Bella drew a deep breath. ‘Can I come with you?’
‘Will you?’ Charlie feared to confront Jennifer. He knew she would shout and scream, and he would have to face one of the most unpleasant moments of his life, possibly the worst of all unpleasant moments.
‘I’ll drive you there.’
Charlie thought back to the Sprinter. ‘Not in a white Mercedes van.’
Bella looked roguish. ‘I’ve got a Mercedes saloon as well. Will that do?’

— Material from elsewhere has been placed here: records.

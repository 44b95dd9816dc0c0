//! Result payloads returned for succeeded tasks
//!
//! Pure conversions from pipeline outputs to the JSON documents handed to
//! callers. Paths are rendered lossily; field order is not significant.

use std::path::Path;

use serde::{Deserialize, Serialize};

use crate::pipeline::{PrepareOutput, SeparationOutput};

/// Payload of a succeeded prepare task
#[derive(Debug, Clone, PartialEq, Eq, Serialize, Deserialize)]
pub struct PrepareResult {
    pub canonical_input_file: String,
    pub sample_rate: u32,
    pub channels: u16,
    pub duration_ms: u64,
}

/// Payload of a succeeded separation job
#[derive(Debug, Clone, PartialEq, Eq, Serialize, Deserialize)]
pub struct SeparationResult {
    pub model_input_file: String,
    pub canonical_input_file: String,
    pub files: Vec<String>,
    pub inference_elapsed_ms: u64,
}

fn display(path: &Path) -> String {
    path.to_string_lossy().into_owned()
}

impl From<&PrepareOutput> for PrepareResult {
    fn from(output: &PrepareOutput) -> Self {
        Self {
            canonical_input_file: display(&output.canonical_input_file),
            sample_rate: output.sample_rate,
            channels: output.channels,
            duration_ms: output.duration_ms,
        }
    }
}

impl From<&SeparationOutput> for SeparationResult {
    fn from(output: &SeparationOutput) -> Self {
        Self {
            model_input_file: display(&output.model_input_file),
            canonical_input_file: display(&output.canonical_input_file),
            files: output.files.iter().map(|p| display(p)).collect(),
            inference_elapsed_ms: output.inference_elapsed_ms,
        }
    }
}

fn to_json<T: Serialize>(value: &T) -> String {
    // Plain strings and integers always serialize
    serde_json::to_string(value).unwrap_or_else(|_| "{}".to_string())
}

impl PrepareResult {
    /// Render as a JSON object
    pub fn to_json(&self) -> String {
        to_json(self)
    }
}

impl SeparationResult {
    pub fn to_json(&self) -> String {
        to_json(self)
    }
}

#[cfg(test)]
mod tests {
    use super::*;
    use std::path::PathBuf;

    #[test]
    fn test_prepare_schema() {
        let output = PrepareOutput {
            canonical_input_file: PathBuf::from("/work/song_canonical_input.wav"),
            sample_rate: 44_100,
            channels: 2,
            duration_ms: 2500,
        };
        let json: serde_json::Value =
            serde_json::from_str(&PrepareResult::from(&output).to_json()).unwrap();

        assert_eq!(json["canonical_input_file"], "/work/song_canonical_input.wav");
        assert_eq!(json["sample_rate"], 44_100);
        assert_eq!(json["channels"], 2);
        assert_eq!(json["duration_ms"], 2500);
        assert_eq!(json.as_object().unwrap().len(), 4);
    }

    #[test]
    fn test_separation_schema() {
        let output = SeparationOutput {
            model_input_file: PathBuf::from("in.wav"),
            canonical_input_file: PathBuf::from("in.wav"),
            files: vec![PathBuf::from("out/mix_stem_0.wav"), PathBuf::from("out/mix_stem_1.wav")],
            inference_elapsed_ms: 12,
        };
        let result = SeparationResult::from(&output);
        let json: serde_json::Value = serde_json::from_str(&result.to_json()).unwrap();

        assert_eq!(json["model_input_file"], json["canonical_input_file"]);
        assert_eq!(json["files"][0], "out/mix_stem_0.wav");
        assert_eq!(json["files"][1], "out/mix_stem_1.wav");
        assert_eq!(json["inference_elapsed_ms"], 12);

        let parsed: SeparationResult = serde_json::from_value(json).unwrap();
        assert_eq!(parsed, result);
    }
}
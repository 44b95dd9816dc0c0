//! Progress and cancellation hooks handed to stages and external engines

/// Progress sink taking a fraction in 0.0..=1.0
pub type ProgressSink<'a> = &'a dyn Fn(f64);

/// Cancellation predicate, sampled by stages at their own checkpoints
pub type CancelCheck<'a> = &'a dyn Fn() -> bool;

/// Progress sink that discards updates
#[cfg(test)]
pub fn no_progress(_: f64) {}

/// Cancellation predicate that never cancels
#[cfg(test)]
pub fn never_cancel() -> bool {
    false
}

This time they kissed hard, and the cushion was no barrier at all, and a moment later they were climbing Bella’s stairs, to gather courage for a confrontation.
Yet all good things must pass, and they could not made love forever, with so much to do. Bella made lunch, and Charlie played experimentally with her husband’s computer. He began to check folders and sub-folders and files methodically. But lunch intervened and Bella was brisk.
‘You can spend tomorrow rummaging around in there. Come and eat.’
They shared an omelette and a tossed salad, and a couple of glasses of chilled rose, and Charlie gritted his teeth. He must gird himself for a battle ahead, but it would be none of his choosing.
Bella watched him and smiled. Everything had begun to fall into place like pieces in a complex jigsaw. She had put the house on the market, but need do nothing about selling it, for Graham would handle the lot. The contents would look after themselves, and her dreams were about to come true: she could now go back to France, to a house smiling with happy memories, and have a man for her heart, with the best of both countries in him. She knew Charlie would take her back full circle to happiness. He was a nice Englishman, with a joie de vivre that would come fully to life in France. He would be her destiny, and her joy.
She made coffee in small cups, and they looked at each other. Charlie drained his cup and got to his feet. ‘Ok, let’s get it over with.’
Bella led him out of her house, and stopped to kiss him suddenly. Charlie was going into battle with a rose flowering from the barrel of his gun. He would walk with nonchalance, and bullets would bounce off him.
Neither of them spoke as she drove to Fulmer. She steered the Mercedes into Charlie’s entrance, inspecting his home quickly. It was the kind of house she had seen many, many times, a four-bedroom detached epitome of an English middle class dream. Once she would have sniffed at it, because Alan had been richer, more successful. But now she viewed it as a prison, and she had come to release her captive, and would be Florestan to Fidelio.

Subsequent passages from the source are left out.